The terms “primer” and “probe” can refer to a nucleotide sequence (e.g., an oligonucleotide) that anneals with a template sequence (such as a target polynucleotide, or a primer extension product). In some instances, a nucleotide sequence can have a free 3′-OH group and can be capable of promoting polymerization of a polynucleotide complementary to the template. A primer can be, for example, a sequence of the template (such as a primer extension product or a fragment of the template created following RNase cleavage of a template-DNA complex) that can be annealed to a sequence in the template itself (for example, as a hairpin loop), and can promote nucleotide polymerization. Thus, a primer can be an exogenous (e.g., added) primer or an endogenous (e.g., template fragment) primer. A primer can be a tailed primer; a tail can comprise a sequence that does not anneal to a template. A tail sequence of a tailed primer can be unhybridized to another sequence. A primer can comprise a 3′ end (e.g., at least 10 nt, 20 nt, 25 nt, 30 nt, 35 nt, 40 nt, 45 nt in length) that anneals to a template and, optionally, a 5′ tail (e.g., at least 10 nt, 20 nt, 25 nt, 30 nt, 35 nt, 40 nt, 45 nt in length) that does not anneal to a template. A 5′ tail can comprise an adaptor sequence.

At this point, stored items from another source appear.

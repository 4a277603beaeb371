//! Toast Notification Component
//!
//! Shows success and error messages.

use leptos::*;

use crate::state::GlobalState;

/// Toast notification container
#[component]
pub fn Toast() -> impl IntoView {
    let state = expect_context::<GlobalState>();
    let success = state.success;
    let error = state.error;

    view! {
        <div class="fixed bottom-4 right-4 z-50 space-y-2">
            // Success toast
            {move || {
                success.get().map(|msg| view! {
                    <ToastMessage message=msg variant=ToastVariant::Success />
                })
            }}

            // Error toast
            {move || {
                error.get().map(|msg| view! {
                    <ToastMessage message=msg variant=ToastVariant::Error />
                })
            }}
        </div>
    }
}

#[derive(Clone, Copy)]
enum ToastVariant {
    Success,
    Error,
}

#[component]
fn ToastMessage(
    #[prop(into)]
    message: String,
    variant: ToastVariant,
) -> impl IntoView {
    let (icon, bg_class) = match variant {
        ToastVariant::Success => ("✓", "bg-green-600"),
        ToastVariant::Error => ("✕", "bg-red-600"),
    };

    view! {
        <div class=format!(
            "flex items-center space-x-3 {} text-white px-4 py-3 rounded-lg shadow-lg",
            bg_class
        )>
            <span class="text-lg">{icon}</span>
            <span class="text-sm font-medium">{message}</span>
        </div>
    }
}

The terms “determining”, “measuring”, “evaluating”, “assessing,” “assaying,” and “analyzing” can be used interchangeably herein to refer to any form of measurement, and include determining if an element is present or not. These terms can include both quantitative and/or qualitative determinations. Assessing can be relative or absolute. “Assessing the presence of” can include determining the amount of something present, as well as determining whether it is present or absent.
The term “about” as used herein, when referring to a numerical value or range, can allow for a degree of variability of +/−15% of a stated value or of a stated limit of a range.
The term “single nucleotide polymorphism”, or “SNP”, as used herein, can refer to a type of genomic sequence variation resulting from a single nucleotide substitution within a sequence. “SNP alleles” or “alleles of a SNP” can refer to alternative forms of the SNP at particular locus. The term “interrogated SNP allele” can refer to the SNP allele that an assay is designed to detect.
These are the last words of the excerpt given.